## [What is being asked]
Among the records that follow, find the line with "pub struct VehicleController" and the line with "let vehicle = self.repository.update(&current, &request).await?;". Set down those lines and all lines between them exactly, without adding anything.
---------- Exercise inputs
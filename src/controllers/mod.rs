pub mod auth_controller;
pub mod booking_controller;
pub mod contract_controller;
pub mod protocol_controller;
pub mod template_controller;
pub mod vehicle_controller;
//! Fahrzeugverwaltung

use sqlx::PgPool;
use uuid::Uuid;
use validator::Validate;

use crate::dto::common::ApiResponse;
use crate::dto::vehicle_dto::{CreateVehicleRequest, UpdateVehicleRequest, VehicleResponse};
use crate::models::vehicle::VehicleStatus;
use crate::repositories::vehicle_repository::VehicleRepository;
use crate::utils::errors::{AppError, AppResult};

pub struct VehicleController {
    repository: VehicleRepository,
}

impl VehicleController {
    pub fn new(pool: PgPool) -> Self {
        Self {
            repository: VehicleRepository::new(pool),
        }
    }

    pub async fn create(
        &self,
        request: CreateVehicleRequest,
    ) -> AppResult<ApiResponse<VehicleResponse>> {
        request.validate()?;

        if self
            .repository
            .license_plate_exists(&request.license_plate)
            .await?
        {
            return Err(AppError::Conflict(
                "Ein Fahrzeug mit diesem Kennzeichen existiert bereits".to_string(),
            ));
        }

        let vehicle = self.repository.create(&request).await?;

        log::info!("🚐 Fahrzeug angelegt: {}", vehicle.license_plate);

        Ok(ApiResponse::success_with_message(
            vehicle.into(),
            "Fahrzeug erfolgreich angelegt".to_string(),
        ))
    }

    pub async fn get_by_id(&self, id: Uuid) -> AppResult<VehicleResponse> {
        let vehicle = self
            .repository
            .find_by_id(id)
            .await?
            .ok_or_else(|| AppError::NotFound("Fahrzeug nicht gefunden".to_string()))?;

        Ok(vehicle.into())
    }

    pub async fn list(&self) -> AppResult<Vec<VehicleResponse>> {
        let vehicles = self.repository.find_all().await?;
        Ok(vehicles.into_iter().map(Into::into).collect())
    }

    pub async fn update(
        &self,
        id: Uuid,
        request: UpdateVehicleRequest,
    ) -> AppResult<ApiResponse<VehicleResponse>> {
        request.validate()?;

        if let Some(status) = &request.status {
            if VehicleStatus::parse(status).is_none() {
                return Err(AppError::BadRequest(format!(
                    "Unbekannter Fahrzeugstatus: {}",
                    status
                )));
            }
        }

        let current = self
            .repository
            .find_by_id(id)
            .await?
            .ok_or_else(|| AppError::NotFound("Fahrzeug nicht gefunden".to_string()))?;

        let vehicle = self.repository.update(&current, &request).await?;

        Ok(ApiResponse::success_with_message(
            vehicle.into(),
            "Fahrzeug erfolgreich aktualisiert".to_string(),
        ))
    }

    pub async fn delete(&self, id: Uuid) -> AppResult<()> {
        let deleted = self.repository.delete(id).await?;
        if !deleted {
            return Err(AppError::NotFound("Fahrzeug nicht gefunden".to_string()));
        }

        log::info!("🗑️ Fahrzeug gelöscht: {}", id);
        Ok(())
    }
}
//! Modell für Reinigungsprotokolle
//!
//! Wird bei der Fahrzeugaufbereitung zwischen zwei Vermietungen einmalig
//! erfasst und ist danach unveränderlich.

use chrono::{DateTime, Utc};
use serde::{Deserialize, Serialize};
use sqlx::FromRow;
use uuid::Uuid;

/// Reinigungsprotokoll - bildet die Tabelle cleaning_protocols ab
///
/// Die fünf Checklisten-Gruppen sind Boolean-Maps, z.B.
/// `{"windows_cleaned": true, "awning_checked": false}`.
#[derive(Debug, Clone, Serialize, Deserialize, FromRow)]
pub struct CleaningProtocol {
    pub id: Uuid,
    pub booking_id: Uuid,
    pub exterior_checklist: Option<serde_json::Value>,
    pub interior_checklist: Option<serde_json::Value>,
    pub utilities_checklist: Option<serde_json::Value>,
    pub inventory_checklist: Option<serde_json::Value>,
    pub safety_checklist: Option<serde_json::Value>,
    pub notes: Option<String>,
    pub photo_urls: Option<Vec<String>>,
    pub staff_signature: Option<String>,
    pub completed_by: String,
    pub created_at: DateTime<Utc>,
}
--------------------
---------- Exercise inputs
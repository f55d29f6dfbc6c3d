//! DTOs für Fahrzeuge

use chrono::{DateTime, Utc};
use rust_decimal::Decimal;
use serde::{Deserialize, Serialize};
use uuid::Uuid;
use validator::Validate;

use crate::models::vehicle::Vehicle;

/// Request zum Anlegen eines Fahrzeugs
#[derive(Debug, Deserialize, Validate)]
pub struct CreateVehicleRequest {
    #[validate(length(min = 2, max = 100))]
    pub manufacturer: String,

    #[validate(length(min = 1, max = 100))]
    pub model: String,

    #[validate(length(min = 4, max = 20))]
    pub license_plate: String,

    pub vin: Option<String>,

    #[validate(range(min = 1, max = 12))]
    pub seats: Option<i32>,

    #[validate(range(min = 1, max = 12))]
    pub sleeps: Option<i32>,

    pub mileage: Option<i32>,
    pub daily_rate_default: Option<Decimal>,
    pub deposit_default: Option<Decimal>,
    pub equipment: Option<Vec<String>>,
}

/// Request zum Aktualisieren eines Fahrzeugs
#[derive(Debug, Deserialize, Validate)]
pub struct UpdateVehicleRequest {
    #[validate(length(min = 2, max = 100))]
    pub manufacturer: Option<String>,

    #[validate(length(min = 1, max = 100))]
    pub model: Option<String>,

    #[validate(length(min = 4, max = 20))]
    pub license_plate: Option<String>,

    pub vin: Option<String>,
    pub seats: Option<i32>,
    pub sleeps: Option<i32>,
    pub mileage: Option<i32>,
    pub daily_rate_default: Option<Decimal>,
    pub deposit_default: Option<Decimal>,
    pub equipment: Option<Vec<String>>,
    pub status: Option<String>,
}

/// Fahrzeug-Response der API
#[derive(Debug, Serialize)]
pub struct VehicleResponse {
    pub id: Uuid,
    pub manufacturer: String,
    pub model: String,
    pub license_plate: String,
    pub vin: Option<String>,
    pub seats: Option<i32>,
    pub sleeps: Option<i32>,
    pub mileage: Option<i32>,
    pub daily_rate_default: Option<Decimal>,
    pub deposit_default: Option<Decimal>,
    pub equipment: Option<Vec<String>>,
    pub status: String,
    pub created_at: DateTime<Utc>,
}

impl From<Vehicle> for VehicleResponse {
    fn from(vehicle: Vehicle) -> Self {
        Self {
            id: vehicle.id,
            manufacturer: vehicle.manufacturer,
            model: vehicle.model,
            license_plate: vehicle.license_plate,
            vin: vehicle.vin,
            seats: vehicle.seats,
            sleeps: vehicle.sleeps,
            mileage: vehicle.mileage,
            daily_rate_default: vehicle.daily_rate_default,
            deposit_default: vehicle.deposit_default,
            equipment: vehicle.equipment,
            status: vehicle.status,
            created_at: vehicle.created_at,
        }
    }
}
--------------------
---------- Exercise inputs
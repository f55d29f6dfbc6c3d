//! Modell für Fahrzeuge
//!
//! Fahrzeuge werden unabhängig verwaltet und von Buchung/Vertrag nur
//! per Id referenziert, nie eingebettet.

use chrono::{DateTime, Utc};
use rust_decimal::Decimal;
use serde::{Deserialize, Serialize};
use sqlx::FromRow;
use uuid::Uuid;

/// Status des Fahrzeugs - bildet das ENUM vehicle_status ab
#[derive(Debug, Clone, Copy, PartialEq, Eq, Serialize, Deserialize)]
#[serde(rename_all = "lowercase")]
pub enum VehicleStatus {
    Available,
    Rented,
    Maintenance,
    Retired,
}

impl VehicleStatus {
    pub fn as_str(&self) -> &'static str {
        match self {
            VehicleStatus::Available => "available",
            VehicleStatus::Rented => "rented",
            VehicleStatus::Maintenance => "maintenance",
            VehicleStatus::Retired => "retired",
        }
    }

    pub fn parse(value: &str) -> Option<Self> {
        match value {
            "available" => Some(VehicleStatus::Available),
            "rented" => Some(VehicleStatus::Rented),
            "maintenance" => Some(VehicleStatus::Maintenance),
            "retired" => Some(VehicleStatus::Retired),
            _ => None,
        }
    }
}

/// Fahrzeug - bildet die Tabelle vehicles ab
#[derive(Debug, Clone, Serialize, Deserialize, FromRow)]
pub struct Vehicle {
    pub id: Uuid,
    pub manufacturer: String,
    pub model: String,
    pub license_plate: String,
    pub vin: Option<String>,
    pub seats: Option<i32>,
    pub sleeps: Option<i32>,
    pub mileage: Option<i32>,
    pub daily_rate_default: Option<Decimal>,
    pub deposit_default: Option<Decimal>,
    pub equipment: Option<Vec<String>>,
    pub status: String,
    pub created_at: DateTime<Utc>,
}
--------------------
## [Answer area]
pub struct VehicleController {
    repository: VehicleRepository,
}

impl VehicleController {
    pub fn new(pool: PgPool) -> Self {
        Self {
            repository: VehicleRepository::new(pool),
        }
    }

    pub async fn create(
        &self,
        request: CreateVehicleRequest,
    ) -> AppResult<ApiResponse<VehicleResponse>> {
        request.validate()?;

        if self
            .repository
            .license_plate_exists(&request.license_plate)
            .await?
        {
            return Err(AppError::Conflict(
                "Ein Fahrzeug mit diesem Kennzeichen existiert bereits".to_string(),
            ));
        }

        let vehicle = self.repository.create(&request).await?;

        log::info!("🚐 Fahrzeug angelegt: {}", vehicle.license_plate);

        Ok(ApiResponse::success_with_message(
            vehicle.into(),
            "Fahrzeug erfolgreich angelegt".to_string(),
        ))
    }

    pub async fn get_by_id(&self, id: Uuid) -> AppResult<VehicleResponse> {
        let vehicle = self
            .repository
            .find_by_id(id)
            .await?
            .ok_or_else(|| AppError::NotFound("Fahrzeug nicht gefunden".to_string()))?;

        Ok(vehicle.into())
    }

    pub async fn list(&self) -> AppResult<Vec<VehicleResponse>> {
        let vehicles = self.repository.find_all().await?;
        Ok(vehicles.into_iter().map(Into::into).collect())
    }

    pub async fn update(
        &self,
        id: Uuid,
        request: UpdateVehicleRequest,
    ) -> AppResult<ApiResponse<VehicleResponse>> {
        request.validate()?;

        if let Some(status) = &request.status {
            if VehicleStatus::parse(status).is_none() {
                return Err(AppError::BadRequest(format!(
                    "Unbekannter Fahrzeugstatus: {}",
                    status
                )));
            }
        }

        let current = self
            .repository
            .find_by_id(id)
            .await?
            .ok_or_else(|| AppError::NotFound("Fahrzeug nicht gefunden".to_string()))?;

        let vehicle = self.repository.update(&current, &request).await?;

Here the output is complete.